(Collected data)
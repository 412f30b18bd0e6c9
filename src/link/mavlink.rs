// MAVLink framing for the flight-controller link
//
// Outgoing frames are v1: [0xFE, len, seq, sysid, compid, msgid, payload..., crc_lo, crc_hi]
// Incoming frames may be v1 or v2 (0xFD, 10-byte header, optional 13-byte signature).
// The checksum is CRC-16/MCRF4XX over everything after the start marker, finished
// with the per-message CRC_EXTRA seed byte.

use tracing::debug;

/// Start markers
pub const STX_V1: u8 = 0xFE;
pub const STX_V2: u8 = 0xFD;

const V1_HEADER_LEN: usize = 6; // stx, len, seq, sysid, compid, msgid
const V2_HEADER_LEN: usize = 10; // stx, len, incompat, compat, seq, sysid, compid, msgid(3)
const CRC_LEN: usize = 2;
const SIGNATURE_LEN: usize = 13;
const INCOMPAT_FLAG_SIGNED: u8 = 0x01;

/// Parser buffer limit; anything beyond this without a complete frame is garbage
const MAX_BUFFERED: usize = 4096;

/// Message ids handled by this link
pub const MSG_ID_HEARTBEAT: u32 = 0;
pub const MSG_ID_COMMAND_LONG: u32 = 76;
pub const MSG_ID_COMMAND_ACK: u32 = 77;

/// MAV_CMD_DO_SET_SERVO: param1 = output channel, param2 = PWM microseconds
pub const MAV_CMD_DO_SET_SERVO: u16 = 183;

/// MAV_TYPE_GCS / MAV_AUTOPILOT_INVALID, used for our own heartbeat
pub const MAV_TYPE_GCS: u8 = 6;
pub const MAV_AUTOPILOT_INVALID: u8 = 8;
pub const MAVLINK_VERSION: u8 = 3;

const HEARTBEAT_LEN: usize = 9;
const COMMAND_LONG_LEN: usize = 33;
const COMMAND_ACK_LEN: usize = 3;

/// CRC_EXTRA seed and wire length for the messages we know how to decode
fn message_info(msg_id: u32) -> Option<(u8, usize)> {
    match msg_id {
        MSG_ID_HEARTBEAT => Some((50, HEARTBEAT_LEN)),
        MSG_ID_COMMAND_LONG => Some((152, COMMAND_LONG_LEN)),
        MSG_ID_COMMAND_ACK => Some((143, COMMAND_ACK_LEN)),
        _ => None,
    }
}

/// Errors produced while decoding a frame
#[derive(Debug, Clone, PartialEq, thiserror::Error)]
pub enum FrameError {
    #[error("Checksum mismatch for message {msg_id}: expected 0x{expected:04X}, got 0x{received:04X}")]
    ChecksumMismatch {
        msg_id: u32,
        expected: u16,
        received: u16,
    },

    #[error("Payload for message {msg_id} too short: {len} bytes")]
    PayloadTooShort { msg_id: u32, len: usize },
}

/// X.25 CRC accumulator (CRC-16/MCRF4XX)
#[derive(Debug, Clone, Copy)]
pub struct Crc16(u16);

impl Crc16 {
    pub fn new() -> Self {
        Self(0xFFFF)
    }

    pub fn accumulate(&mut self, byte: u8) {
        let mut tmp = byte ^ (self.0 & 0xFF) as u8;
        tmp ^= tmp << 4;
        let tmp = tmp as u16;
        self.0 = (self.0 >> 8) ^ (tmp << 8) ^ (tmp << 3) ^ (tmp >> 4);
    }

    pub fn accumulate_all(&mut self, data: &[u8]) {
        for &b in data {
            self.accumulate(b);
        }
    }

    pub fn value(&self) -> u16 {
        self.0
    }
}

impl Default for Crc16 {
    fn default() -> Self {
        Self::new()
    }
}

/// Messages exchanged with the flight controller
#[derive(Debug, Clone, PartialEq)]
pub enum Message {
    Heartbeat {
        custom_mode: u32,
        mav_type: u8,
        autopilot: u8,
        base_mode: u8,
        system_status: u8,
        mavlink_version: u8,
    },
    CommandLong {
        params: [f32; 7],
        command: u16,
        target_system: u8,
        target_component: u8,
        confirmation: u8,
    },
    CommandAck {
        command: u16,
        result: u8,
    },
}

impl Message {
    /// Heartbeat announcing this process as a ground station
    pub fn gcs_heartbeat() -> Self {
        Message::Heartbeat {
            custom_mode: 0,
            mav_type: MAV_TYPE_GCS,
            autopilot: MAV_AUTOPILOT_INVALID,
            base_mode: 0,
            system_status: 0,
            mavlink_version: MAVLINK_VERSION,
        }
    }

    /// DO_SET_SERVO command for one output channel
    pub fn set_servo(target_system: u8, target_component: u8, channel: u8, pwm: u16) -> Self {
        Message::CommandLong {
            params: [channel as f32, pwm as f32, 0.0, 0.0, 0.0, 0.0, 0.0],
            command: MAV_CMD_DO_SET_SERVO,
            target_system,
            target_component,
            confirmation: 0,
        }
    }

    pub fn id(&self) -> u32 {
        match self {
            Message::Heartbeat { .. } => MSG_ID_HEARTBEAT,
            Message::CommandLong { .. } => MSG_ID_COMMAND_LONG,
            Message::CommandAck { .. } => MSG_ID_COMMAND_ACK,
        }
    }

    /// Serialize the payload in wire order (fields sorted by size, little-endian)
    pub fn encode_payload(&self) -> Vec<u8> {
        match self {
            Message::Heartbeat {
                custom_mode,
                mav_type,
                autopilot,
                base_mode,
                system_status,
                mavlink_version,
            } => {
                let mut out = Vec::with_capacity(HEARTBEAT_LEN);
                out.extend_from_slice(&custom_mode.to_le_bytes());
                out.extend_from_slice(&[
                    *mav_type,
                    *autopilot,
                    *base_mode,
                    *system_status,
                    *mavlink_version,
                ]);
                out
            }
            Message::CommandLong {
                params,
                command,
                target_system,
                target_component,
                confirmation,
            } => {
                let mut out = Vec::with_capacity(COMMAND_LONG_LEN);
                for p in params {
                    out.extend_from_slice(&p.to_le_bytes());
                }
                out.extend_from_slice(&command.to_le_bytes());
                out.extend_from_slice(&[*target_system, *target_component, *confirmation]);
                out
            }
            Message::CommandAck { command, result } => {
                let mut out = Vec::with_capacity(COMMAND_ACK_LEN);
                out.extend_from_slice(&command.to_le_bytes());
                out.push(*result);
                out
            }
        }
    }

    /// Decode a payload. Returns Ok(None) for message ids this link does not handle.
    pub fn decode(msg_id: u32, payload: &[u8]) -> Result<Option<Self>, FrameError> {
        let Some((_, wire_len)) = message_info(msg_id) else {
            return Ok(None);
        };
        if payload.is_empty() {
            return Err(FrameError::PayloadTooShort {
                msg_id,
                len: payload.len(),
            });
        }

        // v2 senders strip trailing zero bytes
        let mut p = payload.to_vec();
        if p.len() < wire_len {
            p.resize(wire_len, 0);
        }

        let msg = match msg_id {
            MSG_ID_HEARTBEAT => Message::Heartbeat {
                custom_mode: u32::from_le_bytes([p[0], p[1], p[2], p[3]]),
                mav_type: p[4],
                autopilot: p[5],
                base_mode: p[6],
                system_status: p[7],
                mavlink_version: p[8],
            },
            MSG_ID_COMMAND_LONG => {
                let mut params = [0.0f32; 7];
                for (i, param) in params.iter_mut().enumerate() {
                    let o = i * 4;
                    *param = f32::from_le_bytes([p[o], p[o + 1], p[o + 2], p[o + 3]]);
                }
                Message::CommandLong {
                    params,
                    command: u16::from_le_bytes([p[28], p[29]]),
                    target_system: p[30],
                    target_component: p[31],
                    confirmation: p[32],
                }
            }
            MSG_ID_COMMAND_ACK => Message::CommandAck {
                command: u16::from_le_bytes([p[0], p[1]]),
                result: p[2],
            },
            _ => return Ok(None),
        };
        Ok(Some(msg))
    }
}

/// A checksum-verified frame with its routing header
#[derive(Debug, Clone, PartialEq)]
pub struct Frame {
    pub seq: u8,
    pub system_id: u8,
    pub component_id: u8,
    pub message: Message,
}

/// Build a v1 frame for an outgoing message
pub fn encode_v1(seq: u8, system_id: u8, component_id: u8, message: &Message) -> Vec<u8> {
    let payload = message.encode_payload();
    let msg_id = message.id();
    let (crc_extra, _) = message_info(msg_id).unwrap_or((0, payload.len()));

    let mut frame = Vec::with_capacity(V1_HEADER_LEN + payload.len() + CRC_LEN);
    frame.push(STX_V1);
    frame.push(payload.len() as u8);
    frame.push(seq);
    frame.push(system_id);
    frame.push(component_id);
    frame.push(msg_id as u8);
    frame.extend_from_slice(&payload);

    let mut crc = Crc16::new();
    crc.accumulate_all(&frame[1..]); // skip start marker
    crc.accumulate(crc_extra);
    frame.extend_from_slice(&crc.value().to_le_bytes());

    frame
}

/// Incremental decoder for a byte stream carrying v1 and v2 frames
#[derive(Debug, Default)]
pub struct FrameParser {
    buf: Vec<u8>,
}

impl FrameParser {
    pub fn new() -> Self {
        Self::default()
    }

    pub fn push(&mut self, data: &[u8]) {
        self.buf.extend_from_slice(data);
        if self.buf.len() > MAX_BUFFERED {
            let excess = self.buf.len() - MAX_BUFFERED;
            self.buf.drain(..excess);
        }
    }

    /// Bytes held waiting for the rest of a frame
    pub fn buffered(&self) -> usize {
        self.buf.len()
    }

    /// Next complete frame that decodes to a known message.
    ///
    /// Frames with unknown ids are skipped, frames failing the checksum are
    /// dropped (logged) and scanning resumes at the following byte.
    pub fn next_frame(&mut self) -> Option<Frame> {
        loop {
            let start = self.buf.iter().position(|&b| b == STX_V1 || b == STX_V2);
            match start {
                Some(0) => {}
                Some(i) => {
                    self.buf.drain(..i);
                }
                None => {
                    self.buf.clear();
                    return None;
                }
            }

            let (header_len, payload_len, signed) = match self.buf[0] {
                STX_V1 => {
                    if self.buf.len() < 2 {
                        return None;
                    }
                    (V1_HEADER_LEN, self.buf[1] as usize, false)
                }
                _ => {
                    if self.buf.len() < 3 {
                        return None;
                    }
                    let signed = self.buf[2] & INCOMPAT_FLAG_SIGNED != 0;
                    (V2_HEADER_LEN, self.buf[1] as usize, signed)
                }
            };

            let sig_len = if signed { SIGNATURE_LEN } else { 0 };
            let total = header_len + payload_len + CRC_LEN + sig_len;
            if self.buf.len() < total {
                return None;
            }

            let raw: Vec<u8> = self.buf[..total].to_vec();
            match Self::decode_raw(&raw, header_len, payload_len) {
                Ok(Some(frame)) => {
                    self.buf.drain(..total);
                    return Some(frame);
                }
                Ok(None) => {
                    // Unknown message id, consume and keep scanning
                    self.buf.drain(..total);
                }
                Err(e) => {
                    debug!("Dropping frame: {}", e);
                    self.buf.drain(..1);
                }
            }
        }
    }

    fn decode_raw(
        raw: &[u8],
        header_len: usize,
        payload_len: usize,
    ) -> Result<Option<Frame>, FrameError> {
        let (seq, system_id, component_id, msg_id) = if raw[0] == STX_V1 {
            (raw[2], raw[3], raw[4], raw[5] as u32)
        } else {
            let msg_id = u32::from_le_bytes([raw[7], raw[8], raw[9], 0]);
            (raw[4], raw[5], raw[6], msg_id)
        };

        let Some((crc_extra, _)) = message_info(msg_id) else {
            return Ok(None);
        };

        let crc_at = header_len + payload_len;
        let mut crc = Crc16::new();
        crc.accumulate_all(&raw[1..crc_at]);
        crc.accumulate(crc_extra);
        let received = u16::from_le_bytes([raw[crc_at], raw[crc_at + 1]]);
        if crc.value() != received {
            return Err(FrameError::ChecksumMismatch {
                msg_id,
                expected: crc.value(),
                received,
            });
        }

        let payload = &raw[header_len..crc_at];
        Ok(Message::decode(msg_id, payload)?.map(|message| Frame {
            seq,
            system_id,
            component_id,
            message,
        }))
    }
}
// Interruptible shutdown signal shared between threads
//
// Dwell periods wait on this instead of sleeping, so a cancellation lands
// within one condvar wakeup rather than after the full dwell.

use std::sync::{Arc, Condvar, Mutex, PoisonError};
use std::time::{Duration, Instant};

#[derive(Debug, Clone, Default)]
pub struct ShutdownSignal {
    inner: Arc<(Mutex<bool>, Condvar)>,
}

impl ShutdownSignal {
    pub fn new() -> Self {
        Self::default()
    }

    /// Request shutdown and wake every waiter
    pub fn trigger(&self) {
        let (flag, cvar) = &*self.inner;
        *flag.lock().unwrap_or_else(PoisonError::into_inner) = true;
        cvar.notify_all();
    }

    pub fn is_triggered(&self) -> bool {
        let (flag, _) = &*self.inner;
        *flag.lock().unwrap_or_else(PoisonError::into_inner)
    }

    /// Block for up to `timeout`. Returns true if shutdown was requested.
    pub fn wait_timeout(&self, timeout: Duration) -> bool {
        let (flag, cvar) = &*self.inner;
        let deadline = Instant::now() + timeout;
        let mut triggered = flag.lock().unwrap_or_else(PoisonError::into_inner);
        while !*triggered {
            let now = Instant::now();
            if now >= deadline {
                return false;
            }
            let (guard, _) = cvar
                .wait_timeout(triggered, deadline - now)
                .unwrap_or_else(PoisonError::into_inner);
            triggered = guard;
        }
        true
    }

    /// Block until shutdown is requested
    pub fn wait(&self) {
        let (flag, cvar) = &*self.inner;
        let mut triggered = flag.lock().unwrap_or_else(PoisonError::into_inner);
        while !*triggered {
            triggered = cvar.wait(triggered).unwrap_or_else(PoisonError::into_inner);
        }
    }
}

## Task to carry out
Set down exactly the lines from the start of the records to the line with "start marker, finished". Include that line, and add nothing more.

## Response
repository 412f30b18bd0e6c9
filename src/link/mavlink.rs
// MAVLink framing for the flight-controller link
//
// Outgoing frames are v1: [0xFE, len, seq, sysid, compid, msgid, payload..., crc_lo, crc_hi]
// Incoming frames may be v1 or v2 (0xFD, 10-byte header, optional 13-byte signature).
// The checksum is CRC-16/MCRF4XX over everything after the start marker, finished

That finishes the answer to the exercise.